La classe dei nuovi ricchi dislocati nelle zone più strategiche del mondo si sta appropriando delle icone dei ricchi del passato, caratterizzate da sfarzo e ridondanza. Ma non in tutto. Dove c’è la tecnologia, gli stili sono proiettati verso l’innovazione. Mentre un abito da sera o una villa si rifanno a linguaggi consolidati dalla tradizione, l’esclusività dei mezzi di trasporto privato passa attraverso nuove applicazioni tecnologiche e attraverso linguaggi di matrice futurista.

Gli yacht della nuova generazione rispondono sempre alla necessità di affermare uno status, ma in termini completamente rinnovati.

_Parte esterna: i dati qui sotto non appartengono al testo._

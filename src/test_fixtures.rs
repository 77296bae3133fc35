//! Small hand-built snapshots shared across unit tests.

extern crate nalgebra as na;

use na::{DMatrix, DVector, Vector3};

use crate::molecule::{ChiTensor, EriTensor, Grid, Molecule, SpinMatrix};

/// Tiny closed-shell two-orbital system loosely modelled on H2 in a minimal
/// basis: two s-type Gaussians on a short grid along the bond axis. The
/// numbers are not converged chemistry, but every shape and symmetry
/// invariant holds, the grid weights are positive and the repulsion tensor
/// has the full eight-fold symmetry.
pub fn h2_like() -> Molecule {
    let n_grid = 6;
    let n_ao = 2;
    let centers = [-0.7_f64, 0.7_f64];
    let zs: Vec<f64> = (0..n_grid).map(|g| -2.0 + 0.8 * g as f64).collect();

    let coords: Vec<Vector3<f64>> = zs.iter().map(|&z| Vector3::new(0.0, 0.0, z)).collect();
    let weights = DVector::from_element(n_grid, 0.8);

    let ao = DMatrix::from_fn(n_grid, n_ao, |g, a| (-(zs[g] - centers[a]).powi(2)).exp());
    let grad_z = DMatrix::from_fn(n_grid, n_ao, |g, a| {
        -2.0 * (zs[g] - centers[a]) * (-(zs[g] - centers[a]).powi(2)).exp()
    });
    let grad_ao = [
        DMatrix::zeros(n_grid, n_ao),
        DMatrix::zeros(n_grid, n_ao),
        grad_z,
    ];

    // One doubly occupied bonding orbital, split over the spin channels.
    let c = DVector::from_column_slice(&[0.62, 0.55]);
    let dm = &c * c.transpose();
    let rdm1 = SpinMatrix::new(dm.clone(), dm);

    let h1e = DMatrix::from_row_slice(n_ao, n_ao, &[-1.1, -0.45, -0.45, -1.1]);
    let s1e = DMatrix::from_row_slice(n_ao, n_ao, &[1.0, 0.35, 0.35, 1.0]);

    // Separable (pq|rs) = f_pq f_rs keeps the eight-fold symmetry exact.
    let f = DMatrix::from_row_slice(n_ao, n_ao, &[0.9, 0.3, 0.3, 0.7]);
    let mut eri = Vec::with_capacity(n_ao.pow(4));
    for p in 0..n_ao {
        for q in 0..n_ao {
            for r in 0..n_ao {
                for s in 0..n_ao {
                    eri.push(f[(p, q)] * f[(r, s)]);
                }
            }
        }
    }

    let omegas = vec![0.0, 0.4];
    let mut chi = Vec::with_capacity(n_grid * omegas.len() * 2 * n_ao);
    for g in 0..n_grid {
        for w in 0..omegas.len() {
            for s in 0..2 {
                for a in 0..n_ao {
                    chi.push(0.05 * (1.0 + g as f64) / (1.0 + w as f64 + s as f64 + a as f64));
                }
            }
        }
    }

    let mo_coeff = SpinMatrix::new(
        DMatrix::from_row_slice(n_ao, n_ao, &[0.62, 0.84, 0.55, -0.84]),
        DMatrix::from_row_slice(n_ao, n_ao, &[0.62, 0.84, 0.55, -0.84]),
    );
    let mo_energy = [
        DVector::from_column_slice(&[-0.58, 0.67]),
        DVector::from_column_slice(&[-0.58, 0.67]),
    ];
    let mo_occ = [
        DVector::from_column_slice(&[1.0, 0.0]),
        DVector::from_column_slice(&[1.0, 0.0]),
    ];

    Molecule {
        grid: Grid::new(coords, weights).unwrap(),
        ao,
        grad_ao,
        rdm1,
        h1e,
        s1e,
        rep_tensor: Some(EriTensor::new(n_ao, eri).unwrap()),
        mo_coeff,
        mo_energy,
        mo_occ,
        energy_nuc: 0.713,
        reference_energy: Some(-1.05),
        omegas,
        chi: Some(ChiTensor::new(n_grid, 2, n_ao, chi).unwrap()),
        nuclear_pos: vec![Vector3::new(0.0, 0.0, -0.7), Vector3::new(0.0, 0.0, 0.7)],
        atom_index: vec![1, 1],
        basis: "sto-3g".to_string(),
        spin: 0,
        charge: 0,
    }
}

Nel luxury, lo yacht design è l’unica vera materia dell’invenzione. Il fatto di includere quanto di più innovativo possa già esistere in vari settori (pannelli solari, fibra di carbonio, vernici epossidiche, tecnotessuti, ecc.) porta alla definizione di nuovi modi di abitare il mare. Le imbarcazioni sono sempre più estroverse, gli interni perdono l’antico assetto punitivo e claustrofobico e i comfort sono paragonabili in tutto e per tutto alle abitazioni ultra-chic sulla terraferma.

L’esibizionismo economico e sociale si sposta sull’evoluzione tecnologica e tipologica. Il progetto di design risponde a domande di consumo sempre più complesse e multidisciplinari, ma dirette alla creazione di techno-mostri visti, finora, solo nei film di fantascienza.